I told her I would research ideas. A few more days passed, and she grew increasingly insistent.

“Mom, I really need to make those gifts for Grandma and Papaw,” she said. “How else will they know I love and miss them?”

There was no denying the urgency in her voice. I gathered the necessary supplies and we got to work, the only real hiccup being the lack of proper “indigo” and “violet” markers (she was insistent we make the rainbow exactly according to prism specifications). But we improvised with what we had, and she beamed with pride upon the completion of each project.

And then even more so a couple days later when we turned her drawing into a t-shirt she can wear whenever she wants to send a message to her grandmother. And I suppose she’ll beam again when we frame the original, but that is a project for another day.


Somewhere in-between the first arch of the rainbow and the finished shirt it hit me: we were completing these gifts on the eve on my parents’ wedding anniversary. Their first one since my father passed away. Their first one since my mother passed away. Their first once since my jaw became inexorably clenched in its current position.  

I gaze at the sun-catcher, now irreverently taped to our window, and notice a puff of air eke out of my lungs. It travels up through my trachea and escapes from behind my teeth.
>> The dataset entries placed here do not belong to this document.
//! Lock acquisition, listing, and clearing operations.

use super::guard::LockGuard;
use super::metadata::LockMetadata;
use super::types::{LockInfo, LockMode};
use crate::error::{CrewError, Result};
use std::ffi::OsString;
use std::fs::{self, OpenOptions};
use std::io::{ErrorKind, Write};
use std::path::{Path, PathBuf};
use std::thread;
use std::time::{Duration, SystemTime};
use tracing::{debug, warn};

const LOCK_SUFFIX: &str = ".lock";
const READERS_SUFFIX: &str = ".lock.readers";

/// Tuning for lock acquisition.
#[derive(Debug, Clone)]
pub struct LockOptions {
    /// Sleep between acquisition attempts.
    pub poll_interval: Duration,

    /// Markers older than this many minutes are reclaimed.
    pub stale_minutes: u32,
}

impl Default for LockOptions {
    fn default() -> Self {
        Self {
            poll_interval: Duration::from_millis(10),
            stale_minutes: 120,
        }
    }
}

/// Path of the exclusive marker co-located with `resource`.
pub fn lock_path_for(resource: &Path) -> PathBuf {
    with_suffix(resource, LOCK_SUFFIX)
}

/// Directory holding shared-holder markers for `resource`.
pub fn readers_dir_for(resource: &Path) -> PathBuf {
    with_suffix(resource, READERS_SUFFIX)
}

fn with_suffix(resource: &Path, suffix: &str) -> PathBuf {
    let mut name: OsString = resource.as_os_str().to_os_string();
    name.push(suffix);
    PathBuf::from(name)
}

/// Advisory lock manager over marker files.
///
/// An exclusive holder owns `<resource>.lock`, created with `create_new`
/// semantics. Shared holders each own a marker in `<resource>.lock.readers/`.
/// An exclusive acquirer claims the `.lock` marker first and then waits for
/// the readers directory to drain; a shared acquirer registers its marker and
/// then re-checks that no `.lock` marker exists, backing off if one does.
/// Either way, once both steps succeed no conflicting holder can exist.
#[derive(Debug, Clone, Default)]
pub struct LockManager {
    options: LockOptions,
}

impl LockManager {
    pub fn new(options: LockOptions) -> Self {
        Self { options }
    }

    pub fn options(&self) -> &LockOptions {
        &self.options
    }

    /// Acquire a lock on `resource`, blocking until it is granted.
    ///
    /// Returns `CrewError::Lock` only when the filesystem refuses the marker
    /// operations; contention is waited out.
    pub fn acquire(&self, resource: &Path, mode: LockMode, action: &str) -> Result<LockGuard> {
        loop {
            let attempt = match mode {
                LockMode::Exclusive => self.acquire_exclusive(resource, action, true)?,
                LockMode::Shared => self.try_shared_once(resource, action)?,
            };
            if let Some(guard) = attempt {
                return Ok(guard);
            }
            thread::sleep(self.options.poll_interval);
        }
    }

    /// Try to acquire a lock without waiting.
    ///
    /// Returns `Ok(None)` when another holder conflicts.
    pub fn try_acquire(
        &self,
        resource: &Path,
        mode: LockMode,
        action: &str,
    ) -> Result<Option<LockGuard>> {
        match mode {
            LockMode::Exclusive => self.acquire_exclusive(resource, action, false),
            LockMode::Shared => self.try_shared_once(resource, action),
        }
    }

    fn acquire_exclusive(
        &self,
        resource: &Path,
        action: &str,
        block: bool,
    ) -> Result<Option<LockGuard>> {
        let lock_path = lock_path_for(resource);
        let metadata = LockMetadata::new(LockMode::Exclusive, action);

        loop {
            if create_marker(&lock_path, &metadata)? {
                break;
            }
            self.reclaim_if_stale(&lock_path);
            if !block {
                return Ok(None);
            }
            thread::sleep(self.options.poll_interval);
        }

        // From here on, dropping the guard releases the marker on any error.
        let guard = LockGuard::new(lock_path, LockMode::Exclusive);
        let readers_dir = readers_dir_for(resource);

        loop {
            if self.live_readers(&readers_dir)? == 0 {
                debug!(resource = %resource.display(), action, "exclusive lock acquired");
                return Ok(Some(guard));
            }
            if !block {
                return Ok(None);
            }
            thread::sleep(self.options.poll_interval);
        }
    }

    fn try_shared_once(&self, resource: &Path, action: &str) -> Result<Option<LockGuard>> {
        let lock_path = lock_path_for(resource);
        if lock_path.exists() {
            self.reclaim_if_stale(&lock_path);
            return Ok(None);
        }

        let readers_dir = readers_dir_for(resource);
        fs::create_dir_all(&readers_dir).map_err(|e| {
            CrewError::Lock(format!(
                "failed to create readers directory '{}': {}",
                readers_dir.display(),
                e
            ))
        })?;

        let reader_path = readers_dir.join(format!(
            "{}-{}.json",
            std::process::id(),
            uuid::Uuid::new_v4().simple()
        ));
        let metadata = LockMetadata::new(LockMode::Shared, action);
        if !create_marker(&reader_path, &metadata)? {
            return Ok(None);
        }
        let guard = LockGuard::new(reader_path, LockMode::Shared);

        // A writer that slipped in between our check and our registration
        // wins; back off and let it finish.
        if lock_path.exists() {
            drop(guard);
            return Ok(None);
        }

        debug!(resource = %resource.display(), action, "shared lock acquired");
        Ok(Some(guard))
    }

    /// Count reader markers, reclaiming stale ones.
    fn live_readers(&self, readers_dir: &Path) -> Result<usize> {
        let entries = match fs::read_dir(readers_dir) {
            Ok(entries) => entries,
            Err(e) if e.kind() == ErrorKind::NotFound => return Ok(0),
            Err(e) => {
                return Err(CrewError::Lock(format!(
                    "failed to read readers directory '{}': {}",
                    readers_dir.display(),
                    e
                )));
            }
        };

        let mut live = 0;
        for entry in entries {
            let entry = entry.map_err(|e| {
                CrewError::Lock(format!("failed to read readers directory entry: {}", e))
            })?;
            let path = entry.path();
            if self.reclaim_if_stale(&path) {
                continue;
            }
            if path.exists() {
                live += 1;
            }
        }
        Ok(live)
    }

    /// Remove a marker whose holder has exceeded the stale threshold.
    ///
    /// Returns true if the marker was reclaimed.
    fn reclaim_if_stale(&self, marker: &Path) -> bool {
        if !marker_is_stale(marker, self.options.stale_minutes) {
            return false;
        }
        match fs::remove_file(marker) {
            Ok(()) => {
                warn!(marker = %marker.display(), "reclaimed stale lock marker");
                true
            }
            Err(_) => false,
        }
    }
}

/// Exclusively create a marker file holding `metadata`.
///
/// Returns `Ok(false)` if the marker already exists.
fn create_marker(path: &Path, metadata: &LockMetadata) -> Result<bool> {
    if let Some(parent) = path.parent()
        && !parent.exists()
    {
        fs::create_dir_all(parent).map_err(|e| {
            CrewError::Lock(format!(
                "failed to create lock directory '{}': {}",
                parent.display(),
                e
            ))
        })?;
    }

    let mut file = match OpenOptions::new().write(true).create_new(true).open(path) {
        Ok(file) => file,
        Err(e) if e.kind() == ErrorKind::AlreadyExists => return Ok(false),
        Err(e) => {
            return Err(CrewError::Lock(format!(
                "failed to acquire lock '{}': {}",
                path.display(),
                e
            )));
        }
    };

    let json = metadata.to_json()?;
    if let Err(e) = file.write_all(json.as_bytes()).and_then(|_| file.sync_all()) {
        let _ = fs::remove_file(path);
        return Err(CrewError::Lock(format!("failed to write lock metadata: {}", e)));
    }

    Ok(true)
}

/// A marker is stale when its recorded age exceeds the threshold. A marker
/// whose metadata is not yet written or unreadable falls back to its mtime.
fn marker_is_stale(marker: &Path, stale_minutes: u32) -> bool {
    if let Ok(metadata) = LockMetadata::from_file(marker) {
        return metadata.is_stale(stale_minutes);
    }
    let Ok(modified) = fs::metadata(marker).and_then(|m| m.modified()) else {
        return false;
    };
    SystemTime::now()
        .duration_since(modified)
        .map(|age| age > Duration::from_secs(u64::from(stale_minutes) * 60))
        .unwrap_or(false)
}

/// List all active lock markers below `root`.
pub fn list_locks(root: &Path, stale_minutes: u32) -> Result<Vec<LockInfo>> {
    let mut locks = Vec::new();
    if root.exists() {
        collect_locks(root, stale_minutes, &mut locks)?;
    }
    locks.sort_by(|a, b| a.path.cmp(&b.path));
    Ok(locks)
}

fn collect_locks(dir: &Path, stale_minutes: u32, out: &mut Vec<LockInfo>) -> Result<()> {
    let entries = fs::read_dir(dir).map_err(|e| {
        CrewError::Io(format!("failed to read directory '{}': {}", dir.display(), e))
    })?;

    for entry in entries {
        let entry =
            entry.map_err(|e| CrewError::Io(format!("failed to read directory entry: {}", e)))?;
        let path = entry.path();
        let name = entry.file_name().to_string_lossy().to_string();

        if path.is_dir() {
            if let Some(resource) = name.strip_suffix(READERS_SUFFIX) {
                let resource = dir.join(resource);
                for reader in fs::read_dir(&path).into_iter().flatten().flatten() {
                    push_lock(out, reader.path(), resource.clone(), stale_minutes);
                }
            } else {
                collect_locks(&path, stale_minutes, out)?;
            }
        } else if let Some(resource) = name.strip_suffix(LOCK_SUFFIX) {
            push_lock(out, path.clone(), dir.join(resource), stale_minutes);
        }
    }
    Ok(())
}

fn push_lock(out: &mut Vec<LockInfo>, path: PathBuf, resource: PathBuf, stale_minutes: u32) {
    // Skip markers whose metadata cannot be read (mid-creation or foreign).
    let Ok(metadata) = LockMetadata::from_file(&path) else {
        return;
    };
    out.push(LockInfo {
        is_stale: metadata.is_stale(stale_minutes),
        mode: metadata.mode,
        path,
        resource,
        metadata,
    });
}

/// Forcibly clear every marker on `resource`.
///
/// The caller is responsible for verifying that the holders are gone.
/// Returns the markers that were removed.
pub fn clear_lock(resource: &Path, stale_minutes: u32) -> Result<Vec<LockInfo>> {
    let mut cleared = Vec::new();
    let mut found = false;

    let lock_path = lock_path_for(resource);
    if lock_path.exists() {
        found = true;
        push_lock(&mut cleared, lock_path.clone(), resource.to_path_buf(), stale_minutes);
        fs::remove_file(&lock_path).map_err(|e| {
            CrewError::Lock(format!(
                "failed to clear lock '{}': {}",
                lock_path.display(),
                e
            ))
        })?;
    }

    let readers_dir = readers_dir_for(resource);
    for reader in fs::read_dir(&readers_dir).into_iter().flatten().flatten() {
        found = true;
        push_lock(&mut cleared, reader.path(), resource.to_path_buf(), stale_minutes);
        let _ = fs::remove_file(reader.path());
    }

    if !found {
        return Err(CrewError::NotFound(format!(
            "no lock held on '{}'",
            resource.display()
        )));
    }
    Ok(cleared)
}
A sigh.

I try to focus on the light but find myself succumbing to the push and pull of gravity and inertia—of nothingness and everything—all at once.

My feet rise from the Earth and then come down again, every hushed step and terrible stomp a battle between unseen forces. 

I go where they take me.

 

 

In Search of Home

How does one define “home” in the absence of parents? Where do we go for the holidays? For long weekends away? Who do I send pictures of my child to? Who do we FaceTime with every day at Noon? Who will call to ask what time we’ll be “hitting the road” to drive to their place?

And who will insist on a phone call “just to let me know you got back ok” when we return? And who will ever again eagerly await our arrival and welcome us with arms open so wide that just the image of them standing there was my very definition of “home”?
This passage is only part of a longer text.